Assuming Mugabe calls the bluff, it is a case of dejavu for the embattled Prime Minister. You see, there is an argument that of all the arms of national governance, Tsvangirayi can only exercise influence over the Legislature, seeing that MDC has a slight parliamentary majority. But by right, if he should be the one to have invited Mugabe into the coalition, can he can toss him out? The irony of ‘pulling out’ is further complicated by the fact that most MDC ministers who have sunk their political fangs in ZANU-PF style patronage-induced largesse may scoff at the idea of abandoning their new-found wealth.

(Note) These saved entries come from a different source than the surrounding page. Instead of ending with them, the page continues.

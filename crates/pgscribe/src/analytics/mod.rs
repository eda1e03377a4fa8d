//! Read-only queries over the platform's log tables.
//!
//! Each [`LogSource`] is projected onto one row shape
//! (`id, timestamp, log_type, status, level, pathname, event_message,
//! method`) and the sources are glued together with `UNION ALL` inside a
//! `logs` CTE. The three public queries read from that CTE:
//!
//! - [`AnalyticsComposer::logs_query`]: newest rows first, one `LIMIT`
//!   applied after the union
//! - [`AnalyticsComposer::chart_query`]: ok/warning/error counts for
//!   every bucket of the range, empty buckets included
//! - [`AnalyticsComposer::count_query`]: the total plus per-dimension
//!   facet counts
//!
//! The SQL uses the log store's dialect (`TIMESTAMP_TRUNC`, `COUNTIF`,
//! `UNNEST`).

use chrono::{DateTime, DurationRound, TimeDelta, Utc};
use pgscribe_config::AnalyticsConfig;
use pgscribe_sql::Lit;

use crate::AnalyticsError;

mod filter;
pub use filter::{LogField, LogFilter, LogFilterOp};
use filter::where_clause;

mod source;
pub use source::LogSource;

/// Values reported per facet dimension.
pub const MAX_FACET_VALUES: u32 = 20;

/// Chart bucket granularity.
#[derive(Debug, Clone, Copy, PartialEq, Eq)]
pub enum BucketWidth {
    Minute,
    Hour,
    Day,
}

impl BucketWidth {
    /// Day buckets from two days up, hour buckets from twelve hours up,
    /// minute buckets below that.
    pub fn for_span(span: TimeDelta) -> Self {
        if span >= TimeDelta::days(2) {
            BucketWidth::Day
        } else if span >= TimeDelta::hours(12) {
            BucketWidth::Hour
        } else {
            BucketWidth::Minute
        }
    }

    pub fn unit(self) -> &'static str {
        match self {
            BucketWidth::Minute => "MINUTE",
            BucketWidth::Hour => "HOUR",
            BucketWidth::Day => "DAY",
        }
    }

    pub fn duration(self) -> TimeDelta {
        match self {
            BucketWidth::Minute => TimeDelta::minutes(1),
            BucketWidth::Hour => TimeDelta::hours(1),
            BucketWidth::Day => TimeDelta::days(1),
        }
    }
}

/// A half-open time range `[start, end)`.
#[derive(Debug, Clone, Copy, PartialEq, Eq)]
pub struct TimeRange {
    start: DateTime<Utc>,
    end: DateTime<Utc>,
}

impl TimeRange {
    pub fn new(start: DateTime<Utc>, end: DateTime<Utc>) -> Result<Self, AnalyticsError> {
        if end <= start {
            return Err(AnalyticsError::InvalidRange(format!(
                "end {end} is not after start {start}"
            )));
        }
        Ok(Self { start, end })
    }

    /// The `span` leading up to `end`.
    pub fn last(span: TimeDelta, end: DateTime<Utc>) -> Result<Self, AnalyticsError> {
        Self::new(end - span, end)
    }

    pub fn start(&self) -> DateTime<Utc> {
        self.start
    }

    pub fn end(&self) -> DateTime<Utc> {
        self.end
    }

    pub fn span(&self) -> TimeDelta {
        self.end - self.start
    }
}

/// What to read and how much of it.
#[derive(Debug, Clone, PartialEq)]
pub struct LogQuerySpec {
    pub sources: Vec<LogSource>,
    pub range: TimeRange,
    /// Chart granularity; picked from the range when `None`
    pub bucket: Option<BucketWidth>,
    pub filters: Vec<LogFilter>,
    /// Row limit; the configured default when `None`
    pub limit: Option<u32>,
}

impl LogQuerySpec {
    /// All [`LogSource::UNIFIED`] sources over `range`.
    pub fn new(range: TimeRange) -> Self {
        Self {
            sources: LogSource::UNIFIED.to_vec(),
            range,
            bucket: None,
            filters: Vec::new(),
            limit: None,
        }
    }

    pub fn sources(mut self, sources: impl IntoIterator<Item = LogSource>) -> Self {
        self.sources = sources.into_iter().collect();
        self
    }

    pub fn bucket(mut self, width: BucketWidth) -> Self {
        self.bucket = Some(width);
        self
    }

    pub fn filter(mut self, filter: LogFilter) -> Self {
        self.filters.push(filter);
        self
    }

    pub fn limit(mut self, limit: u32) -> Self {
        self.limit = Some(limit);
        self
    }

    pub fn bucket_width(&self) -> BucketWidth {
        self.bucket
            .unwrap_or_else(|| BucketWidth::for_span(self.range.span()))
    }

    /// Number of rows the chart query returns: one per bucket from the
    /// bucket holding `start` up to the one holding the last instant
    /// before `end`.
    pub fn bucket_count(&self) -> Result<u64, AnalyticsError> {
        let width = self.bucket_width().duration();
        let first = self
            .range
            .start
            .duration_trunc(width)
            .map_err(|e| AnalyticsError::InvalidRange(e.to_string()))?;
        let too_wide = || AnalyticsError::InvalidRange("range too wide".to_string());
        let span = (self.range.end - first)
            .num_microseconds()
            .ok_or_else(too_wide)?;
        let step = width.num_microseconds().ok_or_else(too_wide)?;
        Ok(span.unsigned_abs().div_ceil(step.unsigned_abs()))
    }
}

/// Builds log queries.
#[derive(Debug, Clone)]
pub struct AnalyticsComposer {
    default_limit: u32,
    max_limit: u32,
}

impl Default for AnalyticsComposer {
    fn default() -> Self {
        Self::new(&AnalyticsConfig::default())
    }
}

impl AnalyticsComposer {
    pub fn new(config: &AnalyticsConfig) -> Self {
        Self {
            default_limit: config.default_limit(),
            max_limit: config.max_limit(),
        }
    }

    /// The limit actually applied: the default when none was asked for,
    /// clamped to the maximum otherwise.
    pub fn resolve_limit(&self, requested: Option<u32>) -> Result<u32, AnalyticsError> {
        match requested {
            None => Ok(self.default_limit),
            Some(0) => Err(AnalyticsError::InvalidLimit),
            Some(n) => Ok(n.min(self.max_limit)),
        }
    }

    /// Newest rows across all sources.
    pub fn logs_query(&self, spec: &LogQuerySpec) -> Result<String, AnalyticsError> {
        let limit = self.resolve_limit(spec.limit)?;
        let mut lines = vec![
            logs_cte(spec)?,
            format!("SELECT {}", projection()),
            "FROM logs".to_string(),
        ];
        push_nonempty(&mut lines, where_clause(&spec.filters, &[])?);
        lines.push("ORDER BY timestamp DESC".to_string());
        lines.push(format!("LIMIT {limit}"));

        tracing::debug!(sources = spec.sources.len(), limit, "composed logs query");
        Ok(lines.join("\n"))
    }

    /// Per-bucket ok/warning/error counts, one row per bucket.
    pub fn chart_query(&self, spec: &LogQuerySpec) -> Result<String, AnalyticsError> {
        let unit = spec.bucket_width().unit();
        let start = timestamp(spec.range.start);
        let end = timestamp(spec.range.end);

        let mut lines = vec![
            format!("{},", logs_cte(spec)?),
            "buckets AS (".to_string(),
            format!(
                "SELECT bucket FROM UNNEST(GENERATE_TIMESTAMP_ARRAY(TIMESTAMP_TRUNC({start}, {unit}), TIMESTAMP_SUB({end}, INTERVAL 1 MICROSECOND), INTERVAL 1 {unit})) AS bucket"
            ),
            "),".to_string(),
            "counts AS (".to_string(),
            format!(
                "SELECT TIMESTAMP_TRUNC(timestamp, {unit}) AS bucket, COUNTIF(level = 'success') AS ok, COUNTIF(level = 'warning') AS warning, COUNTIF(level = 'error') AS error"
            ),
            "FROM logs".to_string(),
        ];
        push_nonempty(&mut lines, where_clause(&spec.filters, &[])?);
        lines.extend([
            "GROUP BY bucket".to_string(),
            ")".to_string(),
            "SELECT buckets.bucket AS time_bucket, COALESCE(counts.ok, 0) AS ok, COALESCE(counts.warning, 0) AS warning, COALESCE(counts.error, 0) AS error".to_string(),
            "FROM buckets".to_string(),
            "LEFT JOIN counts ON counts.bucket = buckets.bucket".to_string(),
            "ORDER BY time_bucket ASC".to_string(),
        ]);

        tracing::debug!(unit, sources = spec.sources.len(), "composed chart query");
        Ok(lines.join("\n"))
    }

    /// Total row count plus the top values of each facet dimension.
    ///
    /// A dimension's own filter is left out of its facet, so each facet
    /// shows what selecting only that value would return.
    pub fn count_query(&self, spec: &LogQuerySpec) -> Result<String, AnalyticsError> {
        let mut lines = vec![format!("{},", logs_cte(spec)?)];

        for (i, facet) in LogField::FACETS.into_iter().enumerate() {
            let others = spec.filters.iter().filter(|f| f.field != facet);
            let present = format!("{facet} IS NOT NULL");
            lines.push(format!("{facet}_count AS ("));
            lines.push(format!(
                "SELECT '{facet}' AS dimension, {facet} AS value, COUNT(*) AS count"
            ));
            lines.push("FROM logs".to_string());
            lines.push(where_clause(others, &[present])?);
            lines.push(format!("GROUP BY {facet}"));
            lines.push("ORDER BY count DESC".to_string());
            lines.push(format!("LIMIT {MAX_FACET_VALUES}"));
            let last = i + 1 == LogField::FACETS.len();
            lines.push(if last { ")" } else { ")," }.to_string());
        }

        lines.push("SELECT 'total' AS dimension, 'all' AS value, COUNT(*) AS count".to_string());
        lines.push("FROM logs".to_string());
        push_nonempty(&mut lines, where_clause(&spec.filters, &[])?);
        for facet in LogField::FACETS {
            lines.push("UNION ALL".to_string());
            lines.push(format!("SELECT dimension, value, count FROM {facet}_count"));
        }

        Ok(lines.join("\n"))
    }
}

/// Columns of the common row shape, in order.
const COLUMNS: [&str; 8] = [
    "id",
    "timestamp",
    "log_type",
    "status",
    "level",
    "pathname",
    "event_message",
    "method",
];

fn projection() -> String {
    COLUMNS.join(", ")
}

fn push_nonempty(lines: &mut Vec<String>, line: String) {
    if !line.is_empty() {
        lines.push(line);
    }
}

fn timestamp(at: DateTime<Utc>) -> String {
    format!("TIMESTAMP '{}'", at.format("%Y-%m-%d %H:%M:%S%.6f+00"))
}

/// `WITH logs AS (<one SELECT per source> UNION ALL ...)`
fn logs_cte(spec: &LogQuerySpec) -> Result<String, AnalyticsError> {
    let mut sources: Vec<LogSource> = Vec::with_capacity(spec.sources.len());
    for source in &spec.sources {
        if !sources.contains(source) {
            sources.push(*source);
        }
    }
    if sources.is_empty() {
        return Err(AnalyticsError::EmptySources);
    }

    let branches = sources
        .into_iter()
        .map(|source| branch(source, &spec.range))
        .collect::<Vec<_>>();
    Ok(format!("WITH logs AS (\n{}\n)", branches.join("\nUNION ALL\n")))
}

/// One source projected onto the common row shape, limited to `range`.
fn branch(source: LogSource, range: &TimeRange) -> String {
    let def = source.def();
    let ts = def.timestamp;

    let mut conditions = vec![
        format!("{ts} >= {}", timestamp(range.start)),
        format!("{ts} < {}", timestamp(range.end)),
    ];
    conditions.extend(def.narrowing.iter().map(|c| c.to_string()));

    let level = format!(
        "CASE WHEN {} THEN 'error' WHEN {} THEN 'warning' ELSE 'success' END",
        def.error, def.warning
    );
    let log_type = Lit(def.log_type).to_string();
    let exprs: [&str; 8] = [
        def.id,
        ts,
        &log_type,
        def.status,
        &level,
        def.pathname,
        def.event_message,
        def.method,
    ];
    let columns = exprs
        .iter()
        .zip(COLUMNS)
        .map(|(expr, alias)| format!("{expr} AS {alias}"))
        .collect::<Vec<_>>()
        .join(", ");

    format!(
        "SELECT {columns}\nFROM {}\nWHERE {}",
        def.from,
        conditions.join(" AND ")
    )
}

So what choice does MDC really have? Other than the dotted line, the GPA has no legal backing, so SADC’s Joseph Kabila cannot enforce anything. Jacob Zuma is well aware that Tsvangirayi once came within a whisker of imprisonment for threatening to remove Mugabe ‘violently’, so the South African can dismiss Tsvangirayi’s threat as an act of sabre rattling. More importantly, if Mugabe is confronted with several empty seats in Cabinet, he may convince his fellow SADC under-achievers that the pre-29 March constitution bestows authority upon him to nominate and appoint additional ministers, in which case all MDC operatives with no electoral constituencies may find themselves in the wilderness. For a man who ‘lost’ in the free and fair version of elections, this option to work would require a massive display of reckless self-abandon matched with an equally passive civil society to match. As it is, Mugabe conducts ‘presidential business’ with a touch of defiant confidence, proving to all and sundry that his post-GPA choice of central bank governor and attorney general were ‘legal’. Therefore it is only incessant condemnation that can act as a deterrent against insolence.
Moreover, how dangerous it is to threaten Mugabe and fail to follow up on the threats. Whilst Tsvangirayi can struggle to summon the unreliable and unpredictable critical mass of citizens that voted him into power, Mugabe’s trigger-happy police and army activists are a phone call away to suppress any dissent. Yet if Tsvangirayi is only interested in causing a constitutional crisis, he might just strike bull’s eye. Mugabe at one time contemplated or threatened to form a cabinet in the absence of MDC but climbed down the ego tree possibly after considering the inevitable loss of legitimacy. Thus in this repertoire of confusing options, there is only one constant element – that ZANU-PF’s violation of the provision of GPA calls for a drastic response. However, moving out of the union may sound a high value populist proposition for Tsvangirayi, but he has a mountain to climb in persuading his colleagues that good political judgement has better long term gains than short term comfort.
So, call me a prophet of doom, purveyor of pessimism and merchant of shame. I have few regrets for such labels that tickle my imagination!
Rejoice Ngwenya is an affiliate of African Liberty and founding director of Coalition for Liberal Market Solutions, a think tank based in Harare.